Strong IPO Standings

In 2018, proceeds from Southeast Asia’s IPOs plunged 34 percent. This is the first decline in two years. However, despite the overall weakening of the region’s growth, Vietnam has emerged as the region’s fastest-growing economy and witnessed increases in its IPO presences that were significant enough to allow the country to overtake Singapore and Thailand.

In total, the Ho Chi Minh Stock Exchange topped the region’s exchanges in total IPO proceeds for 2018 with a value of USD2.6 billion. This is 3.7 times more than the figure for 2017. This can be attributed to the growth of local enterprises such as the Vietnam Technological and Commercial Joint Stock Bank, which raised USD 923 million in April 2018 alone.

The emergence of Vietnam as Asia’s hot IPO destination “is a synchronized result of government support, market reform, inflow of foreign capital and high pace of economic growth,” said Margaret Yang, a Singapore-based analyst at CMC Markets.

Future Outlook

Vietnamese Prime Minister Nguyễn Xuân Phúc has pledged support for the implementation of Industry 4.0 in Vietnam and this vision looks set to continue to be incorporated into the country’s national development strategies.
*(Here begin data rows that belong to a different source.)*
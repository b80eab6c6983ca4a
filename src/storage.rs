//! Storage volume discovery and selection.
//!
//! Each configured root directory carries a small manifest file with a
//! stable, randomly assigned volume id. Selection returns the first writable
//! volume with enough free space for another download.

use std::collections::HashMap;
use std::io::Write;
use std::path::{Path, PathBuf};

use serde::Deserialize;
use thiserror::Error;
use tracing::debug;
use uuid::Uuid;

use crate::util::ibytes;

/// Minimum free space a volume must have to accept new downloads.
pub const FREE_REQUIRED: u64 = 1 << 30; // 1 GiB

/// Manifest file name written on first use; `volume` is accepted as a
/// legacy spelling.
const MANIFEST_NAMES: [&str; 2] = ["storage", "volume"];

const MANIFEST_HEADER: &str = "\
# Created by reelvault to identify the storage volume.
# Do not delete or edit this file!
";

#[derive(Debug, Error)]
pub enum StorageError {
    #[error("no storage with >= {} free space", ibytes(FREE_REQUIRED))]
    NoStorageAvailable,

    #[error("duplicate volume id {id} at {first} and {second}")]
    DuplicateVolume {
        id: String,
        first: PathBuf,
        second: PathBuf,
    },

    #[error("storage path is not a writable directory: {0}")]
    NotWritable(PathBuf),

    #[error("invalid volume manifest at {0}")]
    BadManifest(PathBuf),

    #[error("io error: {0}")]
    Io(#[from] std::io::Error),
}

/// A usable volume: stable id, root path, current free bytes.
#[derive(Debug, Clone)]
pub struct Volume {
    pub id: String,
    pub path: PathBuf,
    pub free: u64,
}

pub struct Storages {
    roots: Vec<PathBuf>,
}

impl Storages {
    pub fn new(roots: Vec<PathBuf>) -> Self {
        Self { roots }
    }

    /// Fail fast on configuration errors: every root must be a writable
    /// directory and no two roots may share a volume id.
    pub fn verify(&self) -> Result<(), StorageError> {
        let mut seen: HashMap<String, PathBuf> = HashMap::new();

        for root in &self.roots {
            writable_probe(root).map_err(|_| StorageError::NotWritable(root.clone()))?;
            let id = volume_id(root)?;

            if let Some(first) = seen.get(&id) {
                return Err(StorageError::DuplicateVolume {
                    id,
                    first: first.clone(),
                    second: root.clone(),
                });
            }
            seen.insert(id, root.clone());
        }
        Ok(())
    }

    /// Enumerate currently usable volumes. Roots that are unwritable or
    /// whose manifest cannot be read are skipped with a debug log so a
    /// temporarily unmounted disk does not take the service down.
    pub fn list(&self) -> Vec<Volume> {
        let mut volumes = Vec::with_capacity(self.roots.len());

        for root in &self.roots {
            if let Err(err) = writable_probe(root) {
                debug!(path = %root.display(), error = %err, "storage path is not writable");
                continue;
            }

            let id = match volume_id(root) {
                Ok(id) => id,
                Err(err) => {
                    debug!(path = %root.display(), error = %err, "could not read storage id");
                    continue;
                }
            };

            let volume = Volume {
                id,
                path: root.clone(),
                free: free_space(root),
            };
            debug!(
                path = %volume.path.display(),
                id = %volume.id,
                free = %ibytes(volume.free),
                "storage found"
            );
            volumes.push(volume);
        }

        volumes
    }

    /// First volume with enough free space, or `NoStorageAvailable`.
    pub fn get(&self) -> Result<Volume, StorageError> {
        for volume in self.list() {
            if volume.free > FREE_REQUIRED {
                debug!(
                    path = %volume.path.display(),
                    id = %volume.id,
                    free = %ibytes(volume.free),
                    "storage selected"
                );
                return Ok(volume);
            }
        }
        Err(StorageError::NoStorageAvailable)
    }
}

/// Read the volume id from the root's manifest, assigning and persisting a
/// fresh v4 UUID on first use.
fn volume_id(root: &Path) -> Result<String, StorageError> {
    #[derive(Deserialize)]
    struct Manifest {
        #[serde(rename = "ID")]
        id: String,
    }

    for name in MANIFEST_NAMES {
        let path = root.join(name);
        let content = match std::fs::read_to_string(&path) {
            Ok(content) => content,
            Err(err) if err.kind() == std::io::ErrorKind::NotFound => continue,
            Err(err) => return Err(err.into()),
        };

        let manifest: Manifest =
            serde_yaml::from_str(&content).map_err(|_| StorageError::BadManifest(path.clone()))?;
        if manifest.id.is_empty() {
            return Err(StorageError::BadManifest(path));
        }
        return Ok(manifest.id);
    }

    // First use: stamp the volume.
    let id = Uuid::new_v4().to_string();
    let path = root.join(MANIFEST_NAMES[0]);
    let mut file = std::fs::File::create(&path)?;
    write!(file, "ID: {}\n{}", id, MANIFEST_HEADER)?;
    file.sync_all()?;

    Ok(id)
}

/// A directory is considered writable if we can actually create a file in
/// it; permission bits alone lie too often.
fn writable_probe(root: &Path) -> std::io::Result<()> {
    let meta = std::fs::metadata(root)?;
    if !meta.is_dir() {
        return Err(std::io::Error::other("not a directory"));
    }

    let probe = tempfile::Builder::new().prefix(".reelvault").tempfile_in(root)?;
    probe.close()?;
    Ok(())
}

fn free_space(path: &Path) -> u64 {
    match nix::sys::statvfs::statvfs(path) {
        Ok(stat) => stat.blocks_available() as u64 * stat.fragment_size() as u64,
        Err(_) => 0,
    }
}
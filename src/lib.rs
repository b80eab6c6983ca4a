//! reelvault - personal video archival service
//!
//! Discovers video ids from a watch-history feed, user-owned playlists and
//! one-shot imports, enriches them with metadata, decides what to archive,
//! and supervises an external fetcher process that writes the artifacts
//! onto local storage volumes.
//!
//! # Architecture
//!
//! All coordination goes through a crash-safe item index with transactional
//! status transitions; the stages never call each other directly:
//!
//! - `index`: the durable item store, leases, retries, and the sweeper
//! - `storage`: volume discovery and selection
//! - `pipeline`: discoverers, enqueuer, downloader, progress tracker
//! - `adapters`: the REST API, the headless browser, the fetcher subprocess
//! - `supervisor` / `service`: signal handling and stage wiring
//! - `cli`: command-line interface
//!
//! # Usage
//!
//! ```bash
//! # Run the service
//! reelvault start
//!
//! # Inspect the index
//! reelvault list --status failed
//!
//! # Retry a failed download
//! reelvault add --force dQw4w9WgXcQ
//! ```

pub mod adapters;
pub mod cli;
pub mod config;
pub mod index;
pub mod pipeline;
pub mod service;
pub mod storage;
pub mod supervisor;
pub mod util;

// Re-export the types most callers need at the crate root.
pub use config::Config;
pub use index::{Index, IndexError, IndexOptions, Item, RetryMode, Status};
pub use storage::{StorageError, Storages, Volume};
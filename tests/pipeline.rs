//! End-to-end pipeline tests: admission through the enqueuer with a fake
//! metadata client, and outcome classification through the downloader with
//! stub fetcher scripts.

use std::collections::{BTreeMap, HashMap};
use std::sync::{Arc, Mutex};
use std::time::{Duration, Instant};

use async_trait::async_trait;
use tempfile::TempDir;
use tokio_util::sync::CancellationToken;

use reelvault::adapters::{
    ApiError, ContentDetails, Fetcher, MetadataSource, PlaylistPage, PlaylistSource, Snippet,
    VideoInfo,
};
use reelvault::config::DownloaderSettings;
use reelvault::index::{Index, IndexOptions, Item, Status};
use reelvault::pipeline::discover;
use reelvault::pipeline::{Downloader, Enqueuer};
use reelvault::Storages;

const ID: &str = "VIDEOAAAAAA";

fn fast_opts() -> IndexOptions {
    IndexOptions {
        lease_timeout: Duration::from_secs(5),
        sweep_interval: Duration::from_millis(100),
        retry_delay: Duration::from_millis(10),
        max_attempts: 3,
    }
}

fn video_info(id: &str, duration: &str, live: &str) -> VideoInfo {
    VideoInfo {
        id: id.to_string(),
        snippet: Snippet {
            title: "T".to_string(),
            published_at: "2024-01-02T03:04:05Z".to_string(),
            live_broadcast_content: live.to_string(),
            ..Snippet::default()
        },
        content_details: ContentDetails {
            duration: duration.to_string(),
        },
    }
}

struct FakeMetadata {
    videos: HashMap<String, VideoInfo>,
    fail: bool,
}

impl FakeMetadata {
    fn with(videos: Vec<VideoInfo>) -> Self {
        Self {
            videos: videos.into_iter().map(|v| (v.id.clone(), v)).collect(),
            fail: false,
        }
    }
}

#[async_trait]
impl MetadataSource for FakeMetadata {
    async fn videos(&self, ids: &[String]) -> Result<Vec<VideoInfo>, ApiError> {
        if self.fail {
            return Err(ApiError::Status {
                code: 500,
                message: "boom".to_string(),
            });
        }
        Ok(ids
            .iter()
            .filter_map(|id| self.videos.get(id).cloned())
            .collect())
    }
}

async fn wait_for_status(index: &Index, id: &str, status: Status) -> Item {
    let deadline = Instant::now() + Duration::from_secs(30);
    loop {
        let item = index
            .dump()
            .await
            .into_iter()
            .find(|item| item.id == id);
        if let Some(item) = item {
            if item.status == status {
                return item;
            }
        }
        assert!(
            Instant::now() < deadline,
            "timed out waiting for {} to become {}",
            id,
            status
        );
        tokio::time::sleep(Duration::from_millis(20)).await;
    }
}

/// Run the enqueuer against a fake metadata client until the item settles.
async fn enqueue_one(info: Option<VideoInfo>) -> Item {
    let dir = TempDir::new().unwrap();
    let index = Index::open(dir.path().join("index.db"), fast_opts())
        .await
        .unwrap();
    index.push(&[ID.to_string()]).await.unwrap();

    let client = Arc::new(FakeMetadata::with(info.into_iter().collect()));
    let enqueuer = Enqueuer::new(
        index.clone(),
        client,
        Duration::from_secs(9 * 3600),
        Duration::from_millis(50),
    )
    .with_tick(Duration::from_millis(20));

    let token = CancellationToken::new();
    let run_token = token.clone();
    let handle = tokio::spawn(async move { enqueuer.run(run_token).await });

    // Wait until the item left NEW.
    let deadline = Instant::now() + Duration::from_secs(30);
    let item = loop {
        let item = index.dump().await.into_iter().next().unwrap();
        if item.status != Status::New {
            break item;
        }
        assert!(Instant::now() < deadline, "item never left NEW");
        tokio::time::sleep(Duration::from_millis(20)).await;
    };

    token.cancel();
    handle.await.unwrap();
    index.close().await.unwrap();
    item
}

#[tokio::test]
async fn enqueuer_admits_an_ordinary_video() {
    let item = enqueue_one(Some(video_info(ID, "PT1M30S", "none"))).await;

    assert_eq!(item.status, Status::Enqueued);
    let meta = item.meta.expect("admitted item must carry metadata");
    assert_eq!(meta.title, "T");
}

#[tokio::test]
async fn enqueuer_skips_live_broadcasts() {
    let item = enqueue_one(Some(video_info(ID, "PT1M30S", "live"))).await;

    assert_eq!(item.status, Status::Skipped);
    assert_eq!(item.reason, "live");
}

#[tokio::test]
async fn enqueuer_skips_overlong_videos() {
    let item = enqueue_one(Some(video_info(ID, "PT10H", "none"))).await;

    assert_eq!(item.status, Status::Skipped);
    assert_eq!(item.reason, "too long");
}

#[tokio::test]
async fn enqueuer_fails_missing_videos() {
    let item = enqueue_one(None).await;

    assert_eq!(item.status, Status::Failed);
    assert_eq!(item.reason, "unavailable or deleted");
}

#[tokio::test]
async fn enqueuer_leaves_items_new_on_transport_errors() {
    let dir = TempDir::new().unwrap();
    let index = Index::open(dir.path().join("index.db"), fast_opts())
        .await
        .unwrap();
    index.push(&[ID.to_string()]).await.unwrap();

    let client = Arc::new(FakeMetadata {
        videos: HashMap::new(),
        fail: true,
    });
    let enqueuer = Enqueuer::new(
        index.clone(),
        client,
        Duration::from_secs(9 * 3600),
        Duration::from_millis(30),
    )
    .with_tick(Duration::from_millis(20));

    let token = CancellationToken::new();
    let run_token = token.clone();
    let handle = tokio::spawn(async move { enqueuer.run(run_token).await });

    tokio::time::sleep(Duration::from_millis(300)).await;
    let item = index.dump().await.into_iter().next().unwrap();
    assert_eq!(item.status, Status::New, "failed lookups must not consume the item");

    token.cancel();
    handle.await.unwrap();
    index.close().await.unwrap();
}

// ---------------------------------------------------------------------------
// Downloader

struct DownloaderRig {
    _dir: TempDir,
    index: Arc<Index>,
    volume_root: std::path::PathBuf,
    token: CancellationToken,
    handle: tokio::task::JoinHandle<()>,
}

impl DownloaderRig {
    /// Seed one ENQUEUED item and run a downloader whose fetcher is a shell
    /// script; `stub` is the script body.
    async fn start(stub: &str, settings: DownloaderSettings) -> Self {
        let dir = TempDir::new().unwrap();

        let volume_root = dir.path().join("vol");
        std::fs::create_dir_all(&volume_root).unwrap();
        let logs_dir = dir.path().join("logs");
        std::fs::create_dir_all(&logs_dir).unwrap();
        let script = dir.path().join("stub.sh");
        std::fs::write(&script, stub).unwrap();

        let index = Index::open(dir.path().join("index.db"), fast_opts())
            .await
            .unwrap();
        let mut item = Item::new(ID);
        item.status = Status::Enqueued;
        item.meta = Some(reelvault::index::Meta {
            title: "T".to_string(),
            published_at: Some("2024-01-02T03:04:05Z".parse().unwrap()),
            ..Default::default()
        });
        index.put(vec![item]).await.unwrap();

        let storages = Arc::new(Storages::new(vec![volume_root.clone()]));
        let fetcher = Arc::new(Fetcher::new(
            "/bin/sh".into(),
            script,
            dir.path().to_path_buf(),
            dir.path().join("cache"),
            None,
        ));

        let critical = CancellationToken::new();
        let downloader = Downloader::new(
            index.clone(),
            storages,
            fetcher,
            logs_dir,
            settings,
            critical,
        )
        .with_tick(Duration::from_millis(20));

        let token = CancellationToken::new();
        let run_token = token.clone();
        let handle = tokio::spawn(async move { downloader.run(run_token).await });

        Self {
            _dir: dir,
            index,
            volume_root,
            token,
            handle,
        }
    }

    async fn stop(self) -> Arc<Index> {
        self.token.cancel();
        self.handle.await.unwrap();
        self.index
    }
}

fn fast_settings() -> DownloaderSettings {
    DownloaderSettings {
        fetch_timeout: Duration::from_secs(10),
        cooldown: Duration::from_millis(50),
        ..DownloaderSettings::default()
    }
}

#[tokio::test]
async fn successful_fetch_finishes_the_item() {
    let stub = r#"
echo '[{"id":"VIDEOAAAAAA","files":[{"path":"2024/01/20240102_VIDEOAAAAAA/a.mp4","hash":"deadbeef","size":1234}]}]'
"#;
    let rig = DownloaderRig::start(stub, fast_settings()).await;

    let item = wait_for_status(&rig.index, ID, Status::Done).await;
    assert_eq!(item.files.len(), 1);
    assert_eq!(item.files[0].path, "2024/01/20240102_VIDEOAAAAAA/a.mp4");
    assert_eq!(item.files[0].hash, "deadbeef");
    assert_eq!(item.files[0].size, 1234);
    assert_eq!(item.storages.len(), 1);

    // The storage reference is the volume's manifest id.
    let manifest = std::fs::read_to_string(rig.volume_root.join("storage")).unwrap();
    assert!(manifest.contains(&item.storages[0].id));

    let index = rig.stop().await;
    index.check().await.unwrap();
    index.close().await.unwrap();
}

#[tokio::test]
async fn non_retriable_failure_is_terminal() {
    let stub = r#"
echo '{"error":"Video is private","reason":"download"}'
exit 231
"#;
    let rig = DownloaderRig::start(stub, fast_settings()).await;

    let item = wait_for_status(&rig.index, ID, Status::Failed).await;
    assert_eq!(item.reason, "Video is private");
    assert_eq!(item.attempt, 0, "permanent failures do not count attempts");

    rig.stop().await.close().await.unwrap();
}

#[tokio::test]
async fn system_errors_retry_without_counting() {
    let stub = r#"
echo '{"error":"urlopen error: network is unreachable","reason":"system"}'
exit 231
"#;
    let rig = DownloaderRig::start(stub, fast_settings()).await;

    let item = wait_for_status(&rig.index, ID, Status::Enqueued).await;
    assert_eq!(item.attempt, 0);

    // After the cooldown the loop pops the same item again.
    wait_for_status(&rig.index, ID, Status::InProgress).await;

    rig.stop().await.close().await.unwrap();
}

#[tokio::test]
async fn unknown_failures_exhaust_the_retry_budget() {
    let stub = r#"
echo 'something exploded' >&2
exit 1
"#;
    let rig = DownloaderRig::start(stub, fast_settings()).await;

    let item = wait_for_status(&rig.index, ID, Status::Failed).await;
    assert_eq!(item.attempt, 4, "failed after max_attempts limited retries");

    rig.stop().await.close().await.unwrap();
}

#[tokio::test]
async fn hung_fetcher_times_out_and_retries() {
    let stub = "sleep 600\n";
    let settings = DownloaderSettings {
        fetch_timeout: Duration::from_millis(200),
        cooldown: Duration::from_millis(50),
        ..DownloaderSettings::default()
    };
    let rig = DownloaderRig::start(stub, settings).await;

    let deadline = Instant::now() + Duration::from_secs(30);
    let item = loop {
        let item = rig
            .index
            .dump()
            .await
            .into_iter()
            .find(|item| item.id == ID)
            .unwrap();
        if item.status == Status::Enqueued && item.attempt > 0 {
            break item;
        }
        assert!(Instant::now() < deadline, "timed out waiting for retry");
        tokio::time::sleep(Duration::from_millis(20)).await;
    };
    assert!(item.attempt >= 1);

    rig.stop().await.close().await.unwrap();
}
During the opening ceremony for the Industry 4.0 Summit and Expo in 2018, Prime Minister Nguyễn Xuân Phúc had also said that, “Vietnam has actively researched and transferred new technologies such as the Internet of Things (IoT), big data and robotics in order to improve [the country’s] competitiveness and innovation”.

Thus, as we look towards Vietnam’s future, it is expected that developments in infrastructure systems, especially ICT and digital connection infrastructures, cybersecurity, IoT and foreign collaborations will continue to dominate the country’s manufacturing sector.